Weekend reading links

1. MR points to Ruchir Sharma's very bleak assessment of the Brazilian economy. He paints the picture of an economy intimately tied to the global commodity cycle and dynamism smothered by a massive bureaucracy and public spending,
Brazil’s GDP growth rate has fallen from 7.5% in 2010 to minus 3.5% last year. This decline followed the collapse in commodity prices that began in 2011... Today the average Brazilian income is about 16% of the U.S. average, with basically no gain for 100 years... Even more striking, since the mid-1980s Brazil has seen its GDP growth rate track commodity prices more closely than any other nation in the world. Brazil’s fortunes are so closely tied to the global commodity cycle in part because so little works inside the country. The private economy does produce some internationally competitive companies in auto parts, aerospace and other industries, but they thrive by dodging a growing bureaucracy that smothers the rest...

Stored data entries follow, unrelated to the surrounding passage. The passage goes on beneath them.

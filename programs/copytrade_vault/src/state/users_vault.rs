use anchor_lang::prelude::*;

use crate::errors::ErrorCode;
use crate::round::RolloverOutcome;
use crate::state::DepositorPosition;

/// Pooled depositor capital that mirrors one trader wallet.
/// PDA of `[USERS_VAULT_SEED, trader_wallet]`; signs for its asset and share accounts.
#[account]
#[derive(Default, Debug, PartialEq, Eq)]
pub struct UsersVault {
    /// The only wallet allowed to roll this vault over or trade with it.
    pub trader_wallet: Pubkey,
    pub asset_mint: Pubkey,
    pub share_mint: Pubkey,
    pub bump: u8,
    pub share_mint_bump: u8,

    pub current_round: u64,
    /// Assets deposited this round, not yet converted to shares.
    pub pending_deposit_assets: u64,
    /// Shares escrowed this round, not yet redeemed.
    pub pending_withdraw_shares: u64,
    /// Redeemed assets waiting to be claimed.
    pub processed_withdraw_assets: u64,

    pub initial_vault_balance: u64,
    pub after_round_vault_balance: u64,
    /// Assets sitting in open positions and orders, at cost. Counted in the share price.
    pub deployed_collateral: u64,
}

impl UsersVault {
    // 8 discriminator + 32 wallet + 32 asset_mint + 32 share_mint + 1 bump + 1 share_mint_bump
    // + 8 round + 8 pending_deposit + 8 pending_withdraw + 8 processed
    // + 8 initial + 8 after_round + 8 deployed
    pub const SPACE: usize = 8 + 32 + 32 + 32 + 1 + 1 + 8 * 7;

    /// Asset balance the vault may trade with: excludes unpriced deposits and
    /// redeemed-but-unclaimed withdrawals.
    pub fn free_trading_balance(&self, asset_balance: u64) -> u64 {
        asset_balance
            .saturating_sub(self.pending_deposit_assets)
            .saturating_sub(self.processed_withdraw_assets)
    }

    fn require_started(&self) -> Result<()> {
        require!(self.current_round > 0, ErrorCode::InvalidRound);
        Ok(())
    }

    /// `deposit_price` is the price of the position's stored deposit round, when that round is closed.
    pub fn record_deposit(
        &mut self,
        position: &mut DepositorPosition,
        amount: u64,
        deposit_price: Option<u128>,
    ) -> Result<()> {
        require!(amount > 0, ErrorCode::ZeroAmount);
        position.deposit.reconcile(self.current_round, deposit_price)?;
        position.deposit.record(amount, self.current_round)?;
        self.pending_deposit_assets = self
            .pending_deposit_assets
            .checked_add(amount)
            .ok_or(ErrorCode::MathOverflow)?;
        Ok(())
    }

    pub fn claim_shares(
        &self,
        position: &mut DepositorPosition,
        amount: u64,
        deposit_price: Option<u128>,
    ) -> Result<()> {
        self.require_started()?;
        require!(amount > 0, ErrorCode::ZeroAmount);
        position.deposit.reconcile(self.current_round, deposit_price)?;
        position.deposit.claim(amount)
    }

    /// `held_shares` is the caller's share token balance before escrow.
    pub fn record_withdraw_request(
        &mut self,
        position: &mut DepositorPosition,
        shares: u64,
        held_shares: u64,
        withdrawal_price: Option<u128>,
    ) -> Result<()> {
        self.require_started()?;
        require!(shares > 0, ErrorCode::ZeroAmount);
        require!(shares <= held_shares, ErrorCode::InsufficientShares);
        position.withdrawal.reconcile(self.current_round, withdrawal_price)?;
        position.withdrawal.record(shares, self.current_round)?;
        self.pending_withdraw_shares = self
            .pending_withdraw_shares
            .checked_add(shares)
            .ok_or(ErrorCode::MathOverflow)?;
        Ok(())
    }

    pub fn claim_assets(
        &mut self,
        position: &mut DepositorPosition,
        amount: u64,
        withdrawal_price: Option<u128>,
    ) -> Result<()> {
        self.require_started()?;
        require!(amount > 0, ErrorCode::ZeroAmount);
        position.withdrawal.reconcile(self.current_round, withdrawal_price)?;
        position.withdrawal.claim(amount)?;
        self.processed_withdraw_assets = self
            .processed_withdraw_assets
            .checked_sub(amount)
            .ok_or(ErrorCode::InsufficientAssets)?;
        Ok(())
    }

    /// Close the current round with a settlement computed by the wallet.
    /// Returns the round that was closed.
    pub fn rollover_from_trader(
        &mut self,
        caller: &Pubkey,
        wallet_round: u64,
        outcome: &RolloverOutcome,
    ) -> Result<u64> {
        require_keys_eq!(*caller, self.trader_wallet, ErrorCode::CallerNotAllowed);
        require!(wallet_round == self.current_round, ErrorCode::RoundMismatch);

        self.after_round_vault_balance = outcome.after_round_vault_balance;
        self.initial_vault_balance = outcome.next_initial_vault_balance;
        self.processed_withdraw_assets = outcome.processed_withdraw_assets;
        self.pending_deposit_assets = 0;
        self.pending_withdraw_shares = 0;

        let closed = self.current_round;
        self.current_round = closed.checked_add(1).ok_or(ErrorCode::MathOverflow)?;
        Ok(closed)
    }
}

#[cfg(test)]
mod tests {
    use super::*;
    use crate::constants::PRICE_PRECISION;
    use crate::round::{settle_round, RolloverInputs};

    const ONE: u128 = PRICE_PRECISION;

    fn vault(wallet: Pubkey) -> UsersVault {
        UsersVault {
            trader_wallet: wallet,
            ..Default::default()
        }
    }

    fn position(vault: &UsersVault) -> DepositorPosition {
        DepositorPosition {
            vault: vault.trader_wallet,
            owner: Pubkey::new_unique(),
            ..Default::default()
        }
    }

    /// Settle the vault side alone, the way the wallet would with an idle trader.
    fn roll(vault: &mut UsersVault, wallet: &Pubkey, balance: u64, supply: u64) -> RolloverOutcome {
        let outcome = settle_round(&RolloverInputs {
            vault_balance: balance,
            vault_pending_deposits: vault.pending_deposit_assets,
            vault_pending_withdraw_shares: vault.pending_withdraw_shares,
            vault_processed_withdraw_assets: vault.processed_withdraw_assets,
            initial_vault_balance: vault.initial_vault_balance,
            share_supply: supply,
            ..Default::default()
        })
        .unwrap();
        vault.rollover_from_trader(wallet, vault.current_round, &outcome).unwrap();
        outcome
    }

    #[test]
    fn test_round_zero_deposit_then_rollover_prices_at_par() {
        let wallet = Pubkey::new_unique();
        let mut vault = vault(wallet);
        let mut alice = position(&vault);

        vault.record_deposit(&mut alice, 1_000, None).unwrap();
        assert_eq!(alice.deposit.preview(vault.current_round, None).unwrap(), 0);

        let outcome = roll(&mut vault, &wallet, 1_000, 0);
        assert_eq!(outcome.assets_per_share, ONE);
        assert_eq!(vault.current_round, 1);
        assert_eq!(
            alice.deposit.preview(vault.current_round, Some(outcome.assets_per_share)).unwrap(),
            1_000
        );
    }

    #[test]
    fn test_round_zero_blocks_claims_and_withdrawals() {
        let mut vault = vault(Pubkey::new_unique());
        let mut alice = position(&vault);
        let expected: Error = ErrorCode::InvalidRound.into();

        assert_eq!(vault.claim_shares(&mut alice, 1, None).unwrap_err(), expected);
        assert_eq!(
            vault.record_withdraw_request(&mut alice, 1, 1, None).unwrap_err(),
            expected
        );
        assert_eq!(vault.claim_assets(&mut alice, 1, None).unwrap_err(), expected);
    }

    #[test]
    fn test_zero_amounts_are_rejected() {
        let mut vault = vault(Pubkey::new_unique());
        vault.current_round = 1;
        let mut alice = position(&vault);
        let expected: Error = ErrorCode::ZeroAmount.into();

        assert_eq!(vault.record_deposit(&mut alice, 0, None).unwrap_err(), expected);
        assert_eq!(vault.claim_shares(&mut alice, 0, None).unwrap_err(), expected);
        assert_eq!(
            vault.record_withdraw_request(&mut alice, 0, 10, None).unwrap_err(),
            expected
        );
        assert_eq!(vault.claim_assets(&mut alice, 0, None).unwrap_err(), expected);
    }

    #[test]
    fn test_gain_prices_later_depositors_higher() {
        let wallet = Pubkey::new_unique();
        let mut vault = vault(wallet);
        let mut seed = position(&vault);
        vault.record_deposit(&mut seed, 200, None).unwrap();
        roll(&mut vault, &wallet, 200, 0);

        let mut alice = position(&vault);
        let mut bob = position(&vault);
        vault.record_deposit(&mut alice, 100, None).unwrap();
        vault.record_deposit(&mut bob, 100, None).unwrap();
        assert_eq!(vault.pending_deposit_assets, 200);

        // trading lifts the 200 pool to 220 before rollover
        let outcome = roll(&mut vault, &wallet, 420, 200);
        assert_eq!(outcome.assets_per_share, 11 * ONE / 10);

        let price = Some(outcome.assets_per_share);
        assert_eq!(alice.deposit.preview(vault.current_round, price).unwrap(), 90);
        assert_eq!(bob.deposit.preview(vault.current_round, price).unwrap(), 90);
        // individual floors never exceed what the aggregate minted
        assert!(180 <= outcome.minted_shares);
    }

    #[test]
    fn test_deposit_after_rollover_reconciles_previous_round() {
        let wallet = Pubkey::new_unique();
        let mut vault = vault(wallet);
        let mut alice = position(&vault);
        vault.record_deposit(&mut alice, 500, None).unwrap();
        let outcome = roll(&mut vault, &wallet, 500, 0);

        let expected: Error = ErrorCode::InvalidRoundPrice.into();
        assert_eq!(vault.record_deposit(&mut alice, 10, None).unwrap_err(), expected);

        vault
            .record_deposit(&mut alice, 10, Some(outcome.assets_per_share))
            .unwrap();
        assert_eq!(alice.deposit.round, vault.current_round);
        assert_eq!(alice.deposit.unclaimed_shares, 500);
        assert_eq!(alice.deposit.pending_assets, 10);
    }

    #[test]
    fn test_claim_shares_reconciles_and_bounds() {
        let wallet = Pubkey::new_unique();
        let mut vault = vault(wallet);
        let mut alice = position(&vault);
        vault.record_deposit(&mut alice, 300, None).unwrap();
        let outcome = roll(&mut vault, &wallet, 300, 0);
        let price = Some(outcome.assets_per_share);

        let expected: Error = ErrorCode::InsufficientShares.into();
        assert_eq!(vault.claim_shares(&mut alice, 301, price).unwrap_err(), expected);

        vault.claim_shares(&mut alice, 200, price).unwrap();
        assert_eq!(alice.deposit.unclaimed_shares, 100);
        assert_eq!(alice.deposit.pending_assets, 0);
        // already reconciled, no price needed any more
        vault.claim_shares(&mut alice, 100, None).unwrap();
        assert_eq!(alice.deposit.preview(vault.current_round, None).unwrap(), 0);
    }

    #[test]
    fn test_withdraw_request_for_unowned_shares_fails() {
        let mut vault = vault(Pubkey::new_unique());
        vault.current_round = 1;
        let mut mallory = position(&vault);

        let expected: Error = ErrorCode::InsufficientShares.into();
        assert_eq!(
            vault.record_withdraw_request(&mut mallory, 50, 0, None).unwrap_err(),
            expected
        );
        assert_eq!(
            vault.record_withdraw_request(&mut mallory, 50, 49, None).unwrap_err(),
            expected
        );
        assert_eq!(vault.pending_withdraw_shares, 0);
        assert_eq!(mallory.withdrawal, Default::default());
    }

    #[test]
    fn test_full_withdrawal_cycle() {
        let wallet = Pubkey::new_unique();
        let mut vault = vault(wallet);
        let mut alice = position(&vault);
        vault.record_deposit(&mut alice, 1_000, None).unwrap();
        let first = roll(&mut vault, &wallet, 1_000, 0);
        vault
            .claim_shares(&mut alice, 1_000, Some(first.assets_per_share))
            .unwrap();

        vault.record_withdraw_request(&mut alice, 400, 1_000, None).unwrap();
        assert_eq!(vault.pending_withdraw_shares, 400);

        // pool grows 1000 -> 1100
        let second = roll(&mut vault, &wallet, 1_100, 1_000);
        assert_eq!(second.redeemed_assets, 440);
        assert_eq!(vault.processed_withdraw_assets, 440);
        assert_eq!(vault.pending_withdraw_shares, 0);

        let price = Some(second.assets_per_share);
        assert_eq!(alice.withdrawal.preview(vault.current_round, price).unwrap(), 440);

        let expected: Error = ErrorCode::InsufficientAssets.into();
        assert_eq!(vault.claim_assets(&mut alice, 441, price).unwrap_err(), expected);
        vault.claim_assets(&mut alice, 440, price).unwrap();
        assert_eq!(vault.processed_withdraw_assets, 0);
        assert_eq!(alice.withdrawal.unclaimed_assets, 0);
    }

    #[test]
    fn test_rollover_only_from_registered_wallet() {
        let wallet = Pubkey::new_unique();
        let mut vault = vault(wallet);
        vault.pending_deposit_assets = 10;
        let outcome = settle_round(&RolloverInputs {
            vault_balance: 10,
            vault_pending_deposits: 10,
            ..Default::default()
        })
        .unwrap();

        let not_allowed: Error = ErrorCode::CallerNotAllowed.into();
        assert_eq!(
            vault
                .rollover_from_trader(&Pubkey::new_unique(), 0, &outcome)
                .unwrap_err(),
            not_allowed
        );
        let mismatch: Error = ErrorCode::RoundMismatch.into();
        assert_eq!(
            vault.rollover_from_trader(&wallet, 3, &outcome).unwrap_err(),
            mismatch
        );
        assert_eq!(vault.current_round, 0);

        assert_eq!(vault.rollover_from_trader(&wallet, 0, &outcome).unwrap(), 0);
        assert_eq!(vault.current_round, 1);
        assert_eq!(vault.pending_deposit_assets, 0);
    }

    #[test]
    fn test_free_trading_balance() {
        let vault = UsersVault {
            pending_deposit_assets: 100,
            processed_withdraw_assets: 50,
            ..Default::default()
        };
        assert_eq!(vault.free_trading_balance(1_000), 850);
        assert_eq!(vault.free_trading_balance(120), 0);
    }
}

The country appears to be a classic example of a country entrapped in commodities and an over-generous welfare state, 
Spending by local, regional and national governments amounts to 41% of Brazil’s GDP, the largest for any country in its middle-income class, and a scale close to those of much richer European welfare states such as Germany and Norway. Brazilians face the heaviest tax burden of any emerging country, with collections amounting to 35% of GDP... The budget is very rigid, most of it going to salaries and legally mandated social entitlements, which are growing. Over the past 15 years, public pensions have increased from 3% to 7% of GDP. Brazilian men typically retire at age 54 and women at 52, earlier than in any major European country, drawn into the golden years by generous benefits. On average Brazil pays pensioners 90% of their final salary, compared with an average of 60% in developed countries.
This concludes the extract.